Indahnya Hutan Mangrove Kota Buaya

12 02 2010

Wali Kota Bambang Dwi Hartono meresmikan Wisata Anyar MangroveHingar-bingar Kota Surabaya sebagai kota metropolitan dan terbesar kedua setelah Jakarta, menimbulkan persepsi beragam di kalangan masyarakat. Bahkan, sebagian mereka men-stigmakan bahwa kota metropolitan seperti Surabaya terkenal dengan padatnya penduduk dan bisingnya kota akibat kemacetan lalu lintas di jalan raya.

Di sisi lain, Kota Pahlawan itu dikenal tidak hanya sebagai pusat perdagangan dan niaga, melainkan juga sebagai kota industri. Hal itu terbukti dengan pemusatan industri di wilayah Kecamatan Rungkut.

Bahkan di Surabaya saat ini sudah menjamur mal atau pusat perbelanjaan yang jumlahnya mencapai puluhan. Seiring dengan itu, pusat keramaian lainnya berupa tempat-tempat hiburan kini mulai ramai dan merambah hingga ke perkampungan.

Pesatnya pembangunan di Kota Surabaya membuat sebagai besar warga merasa tidak yakin jika di kota metropolitan tersebut masih terdapat wisata alam yakni berupa pemanfaatan atau konservasi hutan mangrove.

Namun, semua itu akhirnya terjawab sejak Pemerintah Kota (Pemkot) Surabaya membuka Wisata Anyar Mangrove (WAM) di kawasan Pantai Timur Surabaya (Pamurbaya) yang terletak di RW VII Kecamatan Gunung Anyar, beberapa waktu lalu.

Kawasan Pamurbaya sendiri terletak di tepi Selat Madura yang luasnya nisbi sempit.
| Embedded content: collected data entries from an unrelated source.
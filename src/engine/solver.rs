//! CP solver interface.

use std::collections::HashMap;

use serde::{Deserialize, Serialize};

use super::model::CpModel;
use super::variables::{BoolVar, IntVar};

/// Status of the solver after execution.
#[derive(Debug, Clone, Copy, PartialEq, Eq)]
pub enum SolverStatus {
    /// Proven optimal solution found.
    Optimal,
    /// Feasible (but not necessarily optimal) solution found.
    Feasible,
    /// No feasible solution exists.
    Infeasible,
    /// Model is invalid or malformed.
    ModelInvalid,
    /// Solver exceeded time limit.
    Timeout,
    /// No solution found for unknown reasons.
    Unknown,
}

/// Solution from a CP solver: one value per integer variable.
#[derive(Debug, Clone)]
pub struct CpSolution {
    pub status: SolverStatus,
    pub values: HashMap<IntVar, i64>,
    /// Solve time in milliseconds.
    pub solve_time_ms: i64,
}

impl CpSolution {
    /// Creates an empty solution with the given status.
    pub fn empty(status: SolverStatus) -> Self {
        Self {
            status,
            values: HashMap::new(),
            solve_time_ms: 0,
        }
    }

    pub fn set(&mut self, var: IntVar, value: i64) {
        self.values.insert(var, value);
    }

    pub fn set_bool(&mut self, var: BoolVar, value: bool) {
        self.set(var.as_int(), i64::from(value));
    }

    pub fn value(&self, var: IntVar) -> Option<i64> {
        self.values.get(&var).copied()
    }

    /// `None` when unassigned; any nonzero value reads as `true`.
    pub fn bool_value(&self, var: BoolVar) -> Option<bool> {
        self.value(var.as_int()).map(|v| v != 0)
    }

    /// Whether a feasible solution was found.
    pub fn is_solution_found(&self) -> bool {
        matches!(self.status, SolverStatus::Optimal | SolverStatus::Feasible)
    }
}

/// Solver configuration.
#[derive(Debug, Clone, PartialEq, Eq, Serialize, Deserialize)]
#[serde(default)]
pub struct SolverConfig {
    /// Maximum solve time in milliseconds.
    pub time_limit_ms: i64,
    /// Number of parallel workers.
    pub num_workers: usize,
    /// Stop after finding the first feasible solution.
    pub stop_after_first: bool,
}

impl Default for SolverConfig {
    fn default() -> Self {
        Self {
            time_limit_ms: 60_000,
            num_workers: 1,
            stop_after_first: false,
        }
    }
}

/// Trait for CP solver implementations.
///
/// Nothing in this crate searches; implementors wrap an external engine
/// and translate [`CpModel`] into its primitives.
pub trait CpSolver {
    /// Solves the model and returns a solution.
    fn solve(&self, model: &CpModel, config: &SolverConfig) -> CpSolution;
}

#[cfg(test)]
mod tests {
    use super::*;

    #[test]
    fn test_solution_values() {
        let mut model = CpModel::new("t");
        let x = model.new_int_var(0, 9, "x");
        let b = model.new_bool_var("b");

        let mut s = CpSolution::empty(SolverStatus::Feasible);
        assert_eq!(s.value(x), None);
        s.set(x, 4);
        s.set_bool(b, true);
        assert_eq!(s.value(x), Some(4));
        assert_eq!(s.bool_value(b), Some(true));
        assert!(s.is_solution_found());
        assert!(!CpSolution::empty(SolverStatus::Infeasible).is_solution_found());
    }

    #[test]
    fn test_solver_config_default() {
        let config = SolverConfig::default();
        assert_eq!(config.time_limit_ms, 60_000);
        assert_eq!(config.num_workers, 1);
        assert!(!config.stop_after_first);
    }
}
//! CP model definition.

use super::variables::{
    BoolVar, Domain, IntExpr, IntVar, IntVarDef, IntervalDef, IntervalStart, IntervalVar,
};

/// A constraint in the CP model.
///
/// The set mirrors the primitives of common CP engines. Semantics are
/// defined by [`CpModel::check`].
#[derive(Debug, Clone)]
pub enum Constraint {
    /// `lhs <= rhs`.
    LessOrEqual { lhs: IntExpr, rhs: IntExpr },

    /// `lhs == rhs`.
    Equal { lhs: IntExpr, rhs: IntExpr },

    /// `count` equals the number of `vars` whose value is `value`.
    Count {
        vars: Vec<IntVar>,
        value: i64,
        count: IntVar,
    },

    /// `sum(vars) <= bound`.
    SumLessOrEqual { vars: Vec<IntVar>, bound: i64 },

    /// `sum(coefficients[i] * vars[i]) >= bound`.
    ScalProdGreaterOrEqual {
        vars: Vec<IntVar>,
        coefficients: Vec<i64>,
        bound: i64,
    },

    /// Cumulative resource.
    ///
    /// At any time point, the sum of demands of the intervals running at
    /// that point must not exceed the capacity. Zero-length intervals
    /// never run.
    Cumulative {
        intervals: Vec<IntervalVar>,
        /// Demand of each interval (parallel to `intervals`).
        demands: Vec<IntVar>,
        capacity: i64,
        name: String,
    },

    /// `target == min(vars)`.
    MinEquality { vars: Vec<IntVar>, target: IntVar },

    /// `target == max(vars)`.
    MaxEquality { vars: Vec<IntVar>, target: IntVar },

    /// `target == (left != right)`.
    IsDifferent {
        left: IntVar,
        right: IntVar,
        target: BoolVar,
    },

    /// `sorted` is `vars` sorted in non-decreasing order.
    Sorted { vars: Vec<IntExpr>, sorted: Vec<IntVar> },

    /// Pairwise distinct values.
    AllDifferent { vars: Vec<IntVar> },
}

impl Constraint {
    /// Short, stable name of the constraint type.
    pub fn kind(&self) -> &'static str {
        match self {
            Self::LessOrEqual { .. } => "less_or_equal",
            Self::Equal { .. } => "equal",
            Self::Count { .. } => "count",
            Self::SumLessOrEqual { .. } => "sum_less_or_equal",
            Self::ScalProdGreaterOrEqual { .. } => "scal_prod_greater_or_equal",
            Self::Cumulative { .. } => "cumulative",
            Self::MinEquality { .. } => "min_equality",
            Self::MaxEquality { .. } => "max_equality",
            Self::IsDifferent { .. } => "is_different",
            Self::Sorted { .. } => "sorted",
            Self::AllDifferent { .. } => "all_different",
        }
    }
}

/// A constraint programming model.
///
/// Owns all variables, intervals and constraints. Building a model never
/// solves anything; hand it to a [`CpSolver`](super::CpSolver).
///
/// # Examples
///
/// ```
/// use u_meeting::engine::{CpModel, IntExpr};
///
/// let mut model = CpModel::new("example");
/// let start = model.new_int_var(0, 100, "start");
/// let meeting = model.new_fixed_duration_interval(start, 30, "meeting");
/// model.add_less_or_equal(IntExpr::difference(10i64, start), 0i64);
/// assert_eq!(model.interval_count(), 1);
/// assert!(model.validate().is_ok());
/// # let _ = meeting;
/// ```
#[derive(Debug, Clone)]
pub struct CpModel {
    name: String,
    int_vars: Vec<IntVarDef>,
    intervals: Vec<IntervalDef>,
    constraints: Vec<Constraint>,
}

impl CpModel {
    /// Creates a new empty model.
    pub fn new(name: impl Into<String>) -> Self {
        Self {
            name: name.into(),
            int_vars: Vec::new(),
            intervals: Vec::new(),
            constraints: Vec::new(),
        }
    }

    pub fn name(&self) -> &str {
        &self.name
    }

    /// Integer variable over `[min, max]`.
    pub fn new_int_var(&mut self, min: i64, max: i64, name: impl Into<String>) -> IntVar {
        self.new_int_var_in(Domain::range(min, max), name)
    }

    /// Integer variable over an arbitrary domain.
    pub fn new_int_var_in(&mut self, domain: Domain, name: impl Into<String>) -> IntVar {
        self.int_vars.push(IntVarDef {
            name: name.into(),
            domain,
        });
        IntVar(self.int_vars.len() - 1)
    }

    pub fn new_bool_var(&mut self, name: impl Into<String>) -> BoolVar {
        BoolVar(self.new_int_var(0, 1, name))
    }

    /// Interval of fixed `duration` whose start is `start`.
    pub fn new_fixed_duration_interval(
        &mut self,
        start: IntVar,
        duration: i64,
        name: impl Into<String>,
    ) -> IntervalVar {
        self.push_interval(IntervalStart::Anchored(start), duration, name.into())
    }

    /// Interval with constant start and duration.
    pub fn new_fixed_interval(
        &mut self,
        start: i64,
        duration: i64,
        name: impl Into<String>,
    ) -> IntervalVar {
        self.push_interval(IntervalStart::Fixed(start), duration, name.into())
    }

    fn push_interval(&mut self, start: IntervalStart, duration: i64, name: String) -> IntervalVar {
        self.intervals.push(IntervalDef {
            name,
            start,
            duration,
        });
        IntervalVar(self.intervals.len() - 1)
    }

    /// Adds a constraint.
    pub fn add_constraint(&mut self, constraint: Constraint) {
        self.constraints.push(constraint);
    }

    pub fn add_less_or_equal(&mut self, lhs: impl Into<IntExpr>, rhs: impl Into<IntExpr>) {
        self.add_constraint(Constraint::LessOrEqual {
            lhs: lhs.into(),
            rhs: rhs.into(),
        });
    }

    pub fn add_equality(&mut self, lhs: impl Into<IntExpr>, rhs: impl Into<IntExpr>) {
        self.add_constraint(Constraint::Equal {
            lhs: lhs.into(),
            rhs: rhs.into(),
        });
    }

    pub fn add_count(&mut self, vars: Vec<IntVar>, value: i64, count: IntVar) {
        self.add_constraint(Constraint::Count { vars, value, count });
    }

    pub fn add_sum_less_or_equal(&mut self, vars: Vec<IntVar>, bound: i64) {
        self.add_constraint(Constraint::SumLessOrEqual { vars, bound });
    }

    pub fn add_scal_prod_greater_or_equal(
        &mut self,
        vars: Vec<IntVar>,
        coefficients: Vec<i64>,
        bound: i64,
    ) {
        self.add_constraint(Constraint::ScalProdGreaterOrEqual {
            vars,
            coefficients,
            bound,
        });
    }

    pub fn add_cumulative(
        &mut self,
        intervals: Vec<IntervalVar>,
        demands: Vec<IntVar>,
        capacity: i64,
        name: impl Into<String>,
    ) {
        self.add_constraint(Constraint::Cumulative {
            intervals,
            demands,
            capacity,
            name: name.into(),
        });
    }

    pub fn add_min_equality(&mut self, vars: Vec<IntVar>, target: IntVar) {
        self.add_constraint(Constraint::MinEquality { vars, target });
    }

    pub fn add_max_equality(&mut self, vars: Vec<IntVar>, target: IntVar) {
        self.add_constraint(Constraint::MaxEquality { vars, target });
    }

    pub fn add_is_different(&mut self, left: IntVar, right: IntVar, target: BoolVar) {
        self.add_constraint(Constraint::IsDifferent {
            left,
            right,
            target,
        });
    }

    pub fn add_sorting(&mut self, vars: Vec<IntExpr>, sorted: Vec<IntVar>) {
        self.add_constraint(Constraint::Sorted { vars, sorted });
    }

    pub fn add_all_different(&mut self, vars: Vec<IntVar>) {
        self.add_constraint(Constraint::AllDifferent { vars });
    }

    pub fn int_var(&self, var: IntVar) -> Option<&IntVarDef> {
        self.int_vars.get(var.0)
    }

    pub fn interval(&self, interval: IntervalVar) -> Option<&IntervalDef> {
        self.intervals.get(interval.0)
    }

    /// All integer variables with their handles.
    pub fn int_vars(&self) -> impl Iterator<Item = (IntVar, &IntVarDef)> {
        self.int_vars.iter().enumerate().map(|(i, d)| (IntVar(i), d))
    }

    pub fn intervals(&self) -> impl Iterator<Item = (IntervalVar, &IntervalDef)> {
        self.intervals
            .iter()
            .enumerate()
            .map(|(i, d)| (IntervalVar(i), d))
    }

    pub fn constraints(&self) -> &[Constraint] {
        &self.constraints
    }

    pub fn int_var_count(&self) -> usize {
        self.int_vars.len()
    }

    pub fn interval_count(&self) -> usize {
        self.intervals.len()
    }

    pub fn constraint_count(&self) -> usize {
        self.constraints.len()
    }

    /// Number of constraints of the given [`kind`](Constraint::kind).
    pub fn count_constraints(&self, kind: &str) -> usize {
        self.constraints.iter().filter(|c| c.kind() == kind).count()
    }

    /// Validates the model for consistency.
    ///
    /// Checks that every handle belongs to this model, that parallel
    /// argument lists have equal length and that no domain is empty.
    pub fn validate(&self) -> Result<(), String> {
        for (var, def) in self.int_vars() {
            if def.domain.is_empty() {
                return Err(format!("empty domain: {} (#{})", def.name, var.0));
            }
        }
        for (_, iv) in self.intervals() {
            if let IntervalStart::Anchored(var) = iv.start {
                self.check_var(var)?;
            }
            if iv.duration < 0 {
                return Err(format!("negative duration: {}", iv.name));
            }
        }

        for (i, constraint) in self.constraints.iter().enumerate() {
            let mut vars = Vec::new();
            match constraint {
                Constraint::LessOrEqual { lhs, rhs } | Constraint::Equal { lhs, rhs } => {
                    lhs.for_each_var(&mut |v| vars.push(v));
                    rhs.for_each_var(&mut |v| vars.push(v));
                }
                Constraint::Count {
                    vars: vs, count, ..
                } => {
                    vars.extend(vs);
                    vars.push(*count);
                }
                Constraint::SumLessOrEqual { vars: vs, .. }
                | Constraint::AllDifferent { vars: vs } => vars.extend(vs),
                Constraint::ScalProdGreaterOrEqual {
                    vars: vs,
                    coefficients,
                    ..
                } => {
                    if vs.len() != coefficients.len() {
                        return Err(format!(
                            "constraint #{i}: variables and coefficients length mismatch"
                        ));
                    }
                    vars.extend(vs);
                }
                Constraint::Cumulative {
                    intervals, demands, ..
                } => {
                    if intervals.len() != demands.len() {
                        return Err(format!(
                            "constraint #{i}: intervals and demands length mismatch"
                        ));
                    }
                    for iv in intervals {
                        if self.intervals.get(iv.0).is_none() {
                            return Err(format!("undefined interval: #{}", iv.0));
                        }
                    }
                    vars.extend(demands);
                }
                Constraint::MinEquality { vars: vs, target }
                | Constraint::MaxEquality { vars: vs, target } => {
                    if vs.is_empty() {
                        return Err(format!("constraint #{i}: min/max over no variables"));
                    }
                    vars.extend(vs);
                    vars.push(*target);
                }
                Constraint::IsDifferent {
                    left,
                    right,
                    target,
                } => vars.extend([*left, *right, target.0]),
                Constraint::Sorted { vars: vs, sorted } => {
                    if vs.len() != sorted.len() {
                        return Err(format!("constraint #{i}: sorted length mismatch"));
                    }
                    for e in vs {
                        e.for_each_var(&mut |v| vars.push(v));
                    }
                    vars.extend(sorted);
                }
            }
            for v in vars {
                self.check_var(v)?;
            }
        }
        Ok(())
    }

    fn check_var(&self, var: IntVar) -> Result<(), String> {
        if self.int_vars.get(var.0).is_none() {
            return Err(format!("undefined variable: #{}", var.0));
        }
        Ok(())
    }
}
Daerahnya merupakan bentang alam yang datar dengan kemiringan antara 0-3 persen.

Kawasan ini terbentuk sebagai hasil endapan dari sistem sungai yang ada di sekitarnya dan pengaruh laut. Kondisi daerah delta dengan tanah aluvial ini merupakan habitat yang baik bagi terbentuknya ekosistem mangrove.

Secara geografis maupun ekologis, kawasan Pamurbaya memiliki fungsi yang sangat penting bagi Kota Pahlawan. Salah satunya adalah mencegah ancaman interusi air laut. Keberadaan hutan mangrove di Pamurbaya juga memiliki fungsi menetralisir limbah terutama logam berat yang masuk ke laut.

Sementara itu, dengan harga yang relatif terjangkau, masyarakat bisa menikmati keindahan hutan mangrove yang masih “perawan” dengan menyusuri sungai Kebun Agung hingga Sungai Tambak Klangri.

Keberadaan hutan mangrove ini mampu menyedot kedatangan 147 spesies burung. Dari 84 spesies burung yang diketahui menetap di Pamurbaya, 12 spesies di antaranya termasuk jenis yang dilindungi.

Jenis burung tersebut tidak hanya burung air seperti kuntul perak, pecuk hitam, mandar padi, mandar batu, dan kowak malam. Di sana juga sebagai tempat persinggahan ribuan burung migran setiap tahun.

Diketahui ada 44 jenis burung migran yang singgah di Pamurbaya. Burung tersebut kebanyakan asal Benua Australia menuju Eropa.

Camat Rungkut, Irvan Widyanto, mengatakan, wisata pantai di Wonorejo, Rungkut, itu sudah tiga tahun ini banyak dilirik para pelancong karena keasrian lingkungannya.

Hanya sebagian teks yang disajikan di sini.